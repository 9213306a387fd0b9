//! Time source
//!
//! Components read the current time through [`Clock`] so backup retention can
//! be exercised without waiting on the wall clock.

use chrono::{DateTime, Duration, Utc};
use std::sync::Mutex;

pub trait Clock: Send + Sync {
    fn now(&self) -> DateTime<Utc>;
}

/// Wall-clock time
#[derive(Debug, Default, Clone, Copy)]
pub struct SystemClock;

impl Clock for SystemClock {
    fn now(&self) -> DateTime<Utc> {
        Utc::now()
    }
}

/// Manually advanced clock for tests and replays
#[derive(Debug)]
pub struct ManualClock {
    now: Mutex<DateTime<Utc>>,
}

impl ManualClock {
    pub fn new(start: DateTime<Utc>) -> Self {
        Self {
            now: Mutex::new(start),
        }
    }

    /// Move the clock forward by `by`
    pub fn advance(&self, by: Duration) {
        let mut now = match self.now.lock() {
            Ok(guard) => guard,
            Err(poisoned) => poisoned.into_inner(),
        };
        *now += by;
    }
}

impl Clock for ManualClock {
    fn now(&self) -> DateTime<Utc> {
        match self.now.lock() {
            Ok(guard) => *guard,
            Err(poisoned) => *poisoned.into_inner(),
        }
    }
}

■ **AIM OF THE EXERCISE**
From the records above, transcribe without alteration every line from the one with "backup retention can" to the one with "pub fn advance(&self, by: Duration)", inclusive.

■ **THE ANSWER**
//! Components read the current time through [`Clock`] so backup retention can
//! be exercised without waiting on the wall clock.

use chrono::{DateTime, Duration, Utc};
use std::sync::Mutex;

pub trait Clock: Send + Sync {
    fn now(&self) -> DateTime<Utc>;
}

/// Wall-clock time
#[derive(Debug, Default, Clone, Copy)]
pub struct SystemClock;

impl Clock for SystemClock {
    fn now(&self) -> DateTime<Utc> {
        Utc::now()
    }
}

/// Manually advanced clock for tests and replays
#[derive(Debug)]
pub struct ManualClock {
    now: Mutex<DateTime<Utc>>,
}

impl ManualClock {
    pub fn new(start: DateTime<Utc>) -> Self {
        Self {
            now: Mutex::new(start),
        }
    }

    /// Move the clock forward by `by`
    pub fn advance(&self, by: Duration) {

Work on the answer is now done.